We indeed perceive—and are aware of seeing—the face of a particular person rather than the combination of pixels and specific features that compose the person’s face. This process of extracting meaning involves categorizations and perceptual decisions (Beale and Keil, 1995, Freedman et al., 2001, Freedman et al., 2002, Fabre-Thorpe, 2003, Palmeri and Gauthier, 2004, Rotshtein et al., 2005 and Heekeren et al., 2008), where similar visual inputs, like the front view of two different faces, can lead to different percepts and, conversely, disparate images, like the front and profile view
of a person, give the same Everolimus solubility dmso percept.

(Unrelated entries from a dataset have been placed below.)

use std::{
    env, fs,
    path::{Path, PathBuf},
    str::FromStr,
    time::Duration,
};

use serde::{Deserialize, Serialize};

use crate::TriadError;

const DEFAULT_CONFIG_PATH: &str = "triad.toml";
const CONFIG_PATH_ENV: &str = "TRIAD_CONFIG";

/// Top-level configuration, read once at startup and passed down by reference.
#[derive(Debug, Clone, Default, Serialize, Deserialize)]
#[serde(default)]
pub struct Config {
    pub llm: LlmConfig,
    pub workflow: WorkflowConfig,
    pub history: HistoryConfig,
    pub retry: RetryConfig,
    pub prompts: PromptConfig,
    pub logging: LoggingConfig,
}

/// Helper to load configuration with guard rails.
pub struct ConfigLoader;

impl ConfigLoader {
    /// Load configuration from a provided path or discoverable defaults.
    ///
    /// Resolution order:
    /// 1. Explicit `path` argument.
    /// 2. `TRIAD_CONFIG` environment variable.
    /// 3. `triad.toml` in the current working directory, if present.
    /// 4. Built-in defaults.
    ///
    /// The legacy `MODEL_NAME`, `TEMPERATURE`, `MAX_TOKENS` and `DEBUG_MODE`
    /// variables override the file afterwards.
    pub fn load(path: Option<PathBuf>) -> Result<Config, TriadError> {
        let mut config = match resolve_path(path) {
            Some(candidate) => Self::from_file(&candidate)?,
            None => Config::default(),
        };

        apply_overrides(&mut config, |key| env::var(key).ok())?;
        Self::validate(&config)?;
        Ok(config)
    }

    pub fn from_file(path: &Path) -> Result<Config, TriadError> {
        let raw = fs::read_to_string(path)
            .map_err(|err| TriadError::config_io(path.to_path_buf(), err))?;
        Self::from_toml(&raw)
    }

    pub fn from_toml(raw: &str) -> Result<Config, TriadError> {
        toml::from_str(raw).map_err(|err| TriadError::InvalidConfiguration(err.to_string()))
    }

    pub fn validate(config: &Config) -> Result<(), TriadError> {
        let llm = &config.llm;
        if !(0.0..=2.0).contains(&llm.temperature) {
            return invalid(format!(
                "llm.temperature must be within [0, 2], got {}",
                llm.temperature
            ));
        }
        if llm.max_tokens == 0 {
            return invalid("llm.max_tokens must be positive".into());
        }
        if llm.timeout_ms == 0 {
            return invalid("llm.timeout_ms must be positive".into());
        }
        if llm.model.trim().is_empty() {
            return invalid("llm.model must not be empty".into());
        }

        let workflow = &config.workflow;
        if workflow.max_iterations == 0 {
            return invalid("workflow.max_iterations must be at least 1".into());
        }
        if !(1..=10).contains(&workflow.score_threshold) {
            return invalid("workflow.score_threshold must be within 1..=10".into());
        }
        if !(1..=10).contains(&workflow.default_score) {
            return invalid("workflow.default_score must be within 1..=10".into());
        }
        if config.history.window == 0 {
            return invalid("history.window must be positive".into());
        }
        if config.history.max_retained == Some(0) {
            return invalid("history.max_retained must be positive when set".into());
        }
        Ok(())
    }
}

fn invalid(reason: String) -> Result<(), TriadError> {
    Err(TriadError::InvalidConfiguration(reason))
}

fn resolve_path(path: Option<PathBuf>) -> Option<PathBuf> {
    if let Some(path) = path {
        return Some(path);
    }

    if let Ok(from_env) = env::var(CONFIG_PATH_ENV) {
        if !from_env.trim().is_empty() {
            return Some(PathBuf::from(from_env));
        }
    }

    let default = Path::new(DEFAULT_CONFIG_PATH);
    default.exists().then(|| default.to_path_buf())
}

/// Apply the legacy environment overrides using `lookup` as the variable source.
pub fn apply_overrides<F>(config: &mut Config, lookup: F) -> Result<(), TriadError>
where
    F: Fn(&str) -> Option<String>,
{
    if let Some(model) = lookup("MODEL_NAME").filter(|value| !value.trim().is_empty()) {
        config.llm.model = model;
    }
    if let Some(value) = lookup("TEMPERATURE") {
        config.llm.temperature = parse_override("TEMPERATURE", &value)?;
    }
    if let Some(value) = lookup("MAX_TOKENS") {
        config.llm.max_tokens = parse_override("MAX_TOKENS", &value)?;
    }
    if let Some(value) = lookup("DEBUG_MODE") {
        config.logging.debug = matches!(value.trim(), "True" | "true" | "1");
    }
    Ok(())
}

fn parse_override<T: FromStr>(key: &str, value: &str) -> Result<T, TriadError> {
    value.trim().parse::<T>().map_err(|_| {
        TriadError::InvalidConfiguration(format!("{key} has an unparseable value: {value:?}"))
    })
}

#[derive(Debug, Clone, Serialize, Deserialize)]
#[serde(default)]
pub struct LlmConfig {
    pub provider: String,
    pub model: String,
    pub temperature: f32,
    pub max_tokens: u32,
    pub base_url: String,
    pub api_key_env: String,
    pub timeout_ms: u64,
}

impl LlmConfig {
    pub fn timeout(&self) -> Duration {
        Duration::from_millis(self.timeout_ms)
    }
}

impl Default for LlmConfig {
    fn default() -> Self {
        Self {
            provider: "openai".to_string(),
            model: "gpt-3.5-turbo".to_string(),
            temperature: 0.7,
            max_tokens: 500,
            base_url: "https://api.openai.com/v1".to_string(),
            api_key_env: "OPENAI_API_KEY".to_string(),
            timeout_ms: 60_000,
        }
    }
}

#[derive(Debug, Clone, Serialize, Deserialize)]
#[serde(default)]
pub struct WorkflowConfig {
    pub max_iterations: u32,
    pub score_threshold: u8,
    pub preview_chars: usize,
    pub default_score: u8,
}

impl Default for WorkflowConfig {
    fn default() -> Self {
        Self {
            max_iterations: 2,
            score_threshold: 7,
            preview_chars: 200,
            default_score: 5,
        }
    }
}

#[derive(Debug, Clone, Serialize, Deserialize)]
#[serde(default)]
pub struct HistoryConfig {
    pub window: usize,
    pub max_retained: Option<usize>,
}

impl Default for HistoryConfig {
    fn default() -> Self {
        Self {
            window: 10,
            max_retained: None,
        }
    }
}

#[derive(Debug, Clone, Serialize, Deserialize)]
#[serde(default)]
pub struct RetryConfig {
    pub max_retries: u32,
    pub initial_backoff_ms: u64,
    pub max_backoff_ms: u64,
}

impl Default for RetryConfig {
    fn default() -> Self {
        Self {
            max_retries: 2,
            initial_backoff_ms: 500,
            max_backoff_ms: 8_000,
        }
    }
}

#[derive(Debug, Clone, Serialize, Deserialize)]
#[serde(default)]
pub struct PromptConfig {
    pub path: PathBuf,
}

impl Default for PromptConfig {
    fn default() -> Self {
        Self {
            path: PathBuf::from("prompts/agents.toml"),
        }
    }
}

#[derive(Debug, Clone, Serialize, Deserialize)]
#[serde(default)]
pub struct LoggingConfig {
    pub level: String,
    pub debug: bool,
}

impl Default for LoggingConfig {
    fn default() -> Self {
        Self {
            level: "info".to_string(),
            debug: false,
        }
    }
}
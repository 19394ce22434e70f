//! Retrieve, synthesize, critique, refine.
//!
//! [`Workflow`] owns one agent per role and drives them through an explicit
//! state machine. The critique loop stops on the first score at or above the
//! threshold, or once the iteration cap is reached. A failed step aborts the
//! run with a [`WorkflowError`] naming the stage and iteration.

use std::future::Future;
use std::time::Instant;

use serde::{Deserialize, Serialize};
use tracing::{info, instrument};
use uuid::Uuid;

use crate::agents::{AgentRole, AgentSet, AgentSettings, CritiqueResult, RoleGenerators};
use crate::config::Config;
use crate::error::{CritiqueParseError, GenerationError, WorkflowError};
use crate::events::EventCollector;
use crate::interaction::InteractionLog;
use crate::llm::DynGenerator;
use crate::metrics::record_run;
use crate::prompts::PromptStore;
use crate::retry::RetryPolicy;

/// Loop parameters resolved from `[workflow]` and `[retry]`.
#[derive(Debug, Clone)]
pub struct WorkflowSettings {
    pub max_iterations: u32,
    pub score_threshold: u8,
    pub preview_chars: usize,
    pub retry: RetryPolicy,
}

impl WorkflowSettings {
    pub fn from_config(config: &Config) -> Self {
        Self {
            max_iterations: config.workflow.max_iterations,
            score_threshold: config.workflow.score_threshold,
            preview_chars: config.workflow.preview_chars,
            retry: RetryPolicy::from_config(&config.retry),
        }
    }
}

impl Default for WorkflowSettings {
    fn default() -> Self {
        Self::from_config(&Config::default())
    }
}

#[derive(Debug, Clone, Serialize, Deserialize)]
pub struct WorkflowResult {
    pub run_id: Uuid,
    pub query: String,
    pub final_response: String,
    pub quality_score: u8,
    pub critique: String,
    #[serde(default, skip_serializing_if = "Option::is_none")]
    pub score_parse_error: Option<CritiqueParseError>,
    pub iterations: u32,
    /// Wall time in seconds, two decimals.
    pub time_taken: f64,
    pub interaction_log: InteractionLog,
}

enum RunState {
    Retrieving,
    Synthesizing {
        material: String,
    },
    Critiquing {
        candidate: String,
    },
    Refining {
        candidate: String,
        critique: CritiqueResult,
    },
    Done {
        candidate: String,
        critique: CritiqueResult,
    },
}

pub struct Workflow {
    agents: AgentSet,
    settings: WorkflowSettings,
    events: Option<EventCollector>,
}

impl Workflow {
    pub fn new(agents: AgentSet, settings: WorkflowSettings) -> Self {
        Self {
            agents,
            settings,
            events: None,
        }
    }

    /// Assemble all three agents around one shared generator.
    pub fn from_config(config: &Config, generator: DynGenerator, prompts: &PromptStore) -> Self {
        let agents = AgentSet::build(
            RoleGenerators::shared(generator),
            prompts,
            &AgentSettings::from_config(config),
            config.workflow.default_score,
        );
        Self::new(agents, WorkflowSettings::from_config(config))
    }

    pub fn with_events(mut self, events: EventCollector) -> Self {
        self.events = Some(events);
        self
    }

    pub fn agents(&self) -> &AgentSet {
        &self.agents
    }

    pub fn settings(&self) -> &WorkflowSettings {
        &self.settings
    }

    /// Run with the configured iteration cap.
    pub async fn run(&self, query: &str) -> Result<WorkflowResult, WorkflowError> {
        self.run_with_iterations(query, self.settings.max_iterations)
            .await
    }

    /// Final answer only.
    pub async fn run_simple(&self, query: &str) -> Result<String, WorkflowError> {
        Ok(self.run(query).await?.final_response)
    }

    /// Run with an explicit iteration cap; values below 1 are treated as 1.
    #[instrument(name = "workflow.run", skip(self, query), fields(run_id = tracing::field::Empty))]
    pub async fn run_with_iterations(
        &self,
        query: &str,
        max_iterations: u32,
    ) -> Result<WorkflowResult, WorkflowError> {
        let run_id = Uuid::new_v4();
        tracing::Span::current().record("run_id", tracing::field::display(run_id));
        let started = Instant::now();
        let max_iterations = max_iterations.max(1);

        match self.drive(query, max_iterations).await {
            Ok((final_response, critique, iterations, interaction_log)) => {
                record_run("completed", iterations);
                if let Some(events) = &self.events {
                    events.completed(critique.score, iterations);
                }
                let time_taken = round_secs(started.elapsed().as_secs_f64());
                info!(
                    score = critique.score,
                    iterations,
                    time_taken,
                    "workflow completed"
                );
                Ok(WorkflowResult {
                    run_id,
                    query: query.to_string(),
                    final_response,
                    quality_score: critique.score,
                    critique: critique.critique,
                    score_parse_error: critique.parse_error,
                    iterations,
                    time_taken,
                    interaction_log,
                })
            }
            Err(err) => {
                record_run("failed", err.iteration());
                tracing::error!(error = %err, "workflow aborted");
                Err(err)
            }
        }
    }

    async fn drive(
        &self,
        query: &str,
        max_iterations: u32,
    ) -> Result<(String, CritiqueResult, u32, InteractionLog), WorkflowError> {
        let preview_chars = self.settings.preview_chars;
        let mut log = InteractionLog::new();
        let mut iteration = 1;
        let mut state = RunState::Retrieving;

        loop {
            state = match state {
                RunState::Retrieving => {
                    let material = self
                        .step(AgentRole::Retriever, iteration, || {
                            self.agents.retriever.search(query, None)
                        })
                        .await?;
                    log.record_text(AgentRole::Retriever, iteration, &material, preview_chars);
                    RunState::Synthesizing { material }
                }
                RunState::Synthesizing { material } => {
                    let candidate = self
                        .step(AgentRole::Synthesizer, iteration, || {
                            self.agents.synthesizer.synthesize(query, &material)
                        })
                        .await?;
                    log.record_text(AgentRole::Synthesizer, iteration, &candidate, preview_chars);
                    RunState::Critiquing { candidate }
                }
                RunState::Critiquing { candidate } => {
                    let critique = self
                        .step(AgentRole::Critic, iteration, || {
                            self.agents.critic.critique(query, &candidate)
                        })
                        .await?;
                    log.record_critique(iteration, critique.clone());

                    if critique.meets(self.settings.score_threshold) || iteration >= max_iterations
                    {
                        RunState::Done {
                            candidate,
                            critique,
                        }
                    } else {
                        RunState::Refining {
                            candidate,
                            critique,
                        }
                    }
                }
                RunState::Refining {
                    candidate,
                    critique,
                } => {
                    info!(iteration, score = critique.score, "score below threshold, refining");
                    if let Some(events) = &self.events {
                        events.refining(iteration, critique.score);
                    }
                    iteration += 1;
                    RunState::Synthesizing {
                        material: format!("{candidate}\n\nCritique: {}", critique.critique),
                    }
                }
                RunState::Done {
                    candidate,
                    critique,
                } => return Ok((candidate, critique, iteration, log)),
            };
        }
    }

    /// One agent call with retry, events and stage classification.
    async fn step<T, F, Fut>(
        &self,
        role: AgentRole,
        iteration: u32,
        operation: F,
    ) -> Result<T, WorkflowError>
    where
        F: FnMut() -> Fut,
        Fut: Future<Output = Result<T, GenerationError>>,
    {
        if let Some(events) = &self.events {
            events.step_started(role, iteration);
        }
        let started = Instant::now();

        match self.settings.retry.run(role.stage().as_str(), operation).await {
            Ok(value) => {
                if let Some(events) = &self.events {
                    events.step_finished(role, iteration, started.elapsed().as_millis() as u64);
                }
                Ok(value)
            }
            Err(source) => {
                if let Some(events) = &self.events {
                    events.failed(role.stage(), source.to_string());
                }
                Err(WorkflowError::Generation {
                    stage: role.stage(),
                    iteration,
                    source,
                })
            }
        }
    }
}

pub(crate) fn round_secs(secs: f64) -> f64 {
    (secs * 100.0).round() / 100.0
}

#[cfg(test)]
mod tests {
    use super::*;
    use crate::llm::ScriptedGenerator;
    use std::sync::Arc;

    fn workflow_with(
        retriever: &Arc<ScriptedGenerator>,
        synthesizer: &Arc<ScriptedGenerator>,
        critic: &Arc<ScriptedGenerator>,
    ) -> Workflow {
        let generators = RoleGenerators {
            retriever: retriever.clone(),
            synthesizer: synthesizer.clone(),
            critic: critic.clone(),
        };
        let agents = AgentSet::build(
            generators,
            &PromptStore::new(),
            &AgentSettings::default(),
            5,
        );
        let settings = WorkflowSettings {
            retry: RetryPolicy::none(),
            ..WorkflowSettings::default()
        };
        Workflow::new(agents, settings)
    }

    #[tokio::test]
    async fn zero_iterations_still_runs_once() {
        let retriever = Arc::new(ScriptedGenerator::new("m"));
        let synthesizer = Arc::new(ScriptedGenerator::new("m").with_replies(["only answer"]));
        let critic = Arc::new(ScriptedGenerator::new("m").with_replies([r#"{"score": 2}"#]));
        let workflow = workflow_with(&retriever, &synthesizer, &critic);

        let result = workflow.run_with_iterations("q", 0).await.unwrap();
        assert_eq!(result.iterations, 1);
        assert_eq!(result.final_response, "only answer");
        assert_eq!(critic.call_count(), 1);
    }

    #[tokio::test]
    async fn unparsed_score_is_surfaced_on_result() {
        let retriever = Arc::new(ScriptedGenerator::new("m"));
        let synthesizer = Arc::new(ScriptedGenerator::new("m"));
        let critic = Arc::new(ScriptedGenerator::new("m").with_fallback("No opinion."));
        let workflow = workflow_with(&retriever, &synthesizer, &critic);

        let result = workflow.run_with_iterations("q", 1).await.unwrap();
        assert_eq!(result.quality_score, 5);
        assert_eq!(result.critique, "No opinion.");
        assert_eq!(result.score_parse_error, Some(CritiqueParseError::NoScore));
    }

    #[tokio::test]
    async fn transient_failure_is_retried_within_step() {
        let retriever = Arc::new(
            ScriptedGenerator::new("m")
                .with_error(GenerationError::RateLimited("429".into()))
                .with_replies(["facts"]),
        );
        let synthesizer = Arc::new(ScriptedGenerator::new("m"));
        let critic = Arc::new(ScriptedGenerator::new("m").with_replies([r#"{"score": 9}"#]));
        let mut workflow = workflow_with(&retriever, &synthesizer, &critic);
        workflow.settings.retry = RetryPolicy {
            max_retries: 1,
            initial_backoff: std::time::Duration::from_millis(1),
            max_backoff: std::time::Duration::from_millis(1),
        };

        let result = workflow.run("q").await.unwrap();
        assert_eq!(retriever.call_count(), 2);
        assert!(synthesizer.calls()[0].user_prompt.contains("Retrieved information:\nfacts"));
        assert_eq!(result.quality_score, 9);
    }

    #[test]
    fn seconds_round_to_two_places() {
        assert_eq!(round_secs(1.23456), 1.23);
        assert_eq!(round_secs(2.0), 2.0);
    }
}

Converging evidence has demonstrated the involvement of the ventral visual pathway—going from primary visual cortex to inferotemporal cortex—in visual perception (Logothetis and Sheinberg, 1996, Tanaka, 1996 and Tsao and Livingstone, 2008). At the top of the hierarchy along the ventral visual pathway, high-level
visual areas have strong connections to the medial temporal lobe (MTL) (Saleem http://www.selleckchem.com/products/BKM-120.html and Tanaka, 1996, Suzuki, 1996 and Lavenex and Amaral, 2000), which has been consistently shown to be involved in semantic memory (Squire and Zola-Morgan, 1991, Nadel and Moscovitch, 1997 and Squire et al., 2004). It is precisely in this area where we previously reported the presence of “concept cells”—i.e., neurons with highly selective and invariant responses that represent the meaning of the stimulus. In fact, concept cells are selectively activated by different pictures
of a particular person, by the person’s written or spoken name, and even by internal recall, in the absence of any external stimulus (Quian Quiroga et al., 2005, Quian Quiroga et al., not 2008a, Quian Quiroga et al., 2009, Gelbard-Sagiv et al., 2008 and Quian Quiroga, 2012). In the quest to understand how the brain constructs meaning from sensory information, several works have studied the firing of single neurons in monkeys using identical but ambiguous stimuli that elicit different perceptual outcomes (for reviews, see Logothetis, 1998, Kanwisher, 2001 and Blake and Logothetis, 2002). One such experimental manipulation is the use of face adaptation, where the perception of an ambiguous face is biased by the presentation of another face shortly preceding it (Leopold et al., 2001, Leopold et al., 2005, Webster et al., 2004, Moradi et al., 2005, Jiang et al., 2006, Fox and Barton, 2007 and Webster and MacLeod, 2011). In this work, we used the unique opportunity of recording the activity of multiple single neurons in awake human subjects—who were implanted with intracranial electrodes for clinical reasons—to study how neurons in the MTL respond to face adaptation. In particular, starting from two pictures of persons known to the subject (for which we had a neuron firing to one of them but not to the other), we created ambiguous morphed images that were briefly flashed, immediately following the presentation of an adaptor image (one of the two pictures).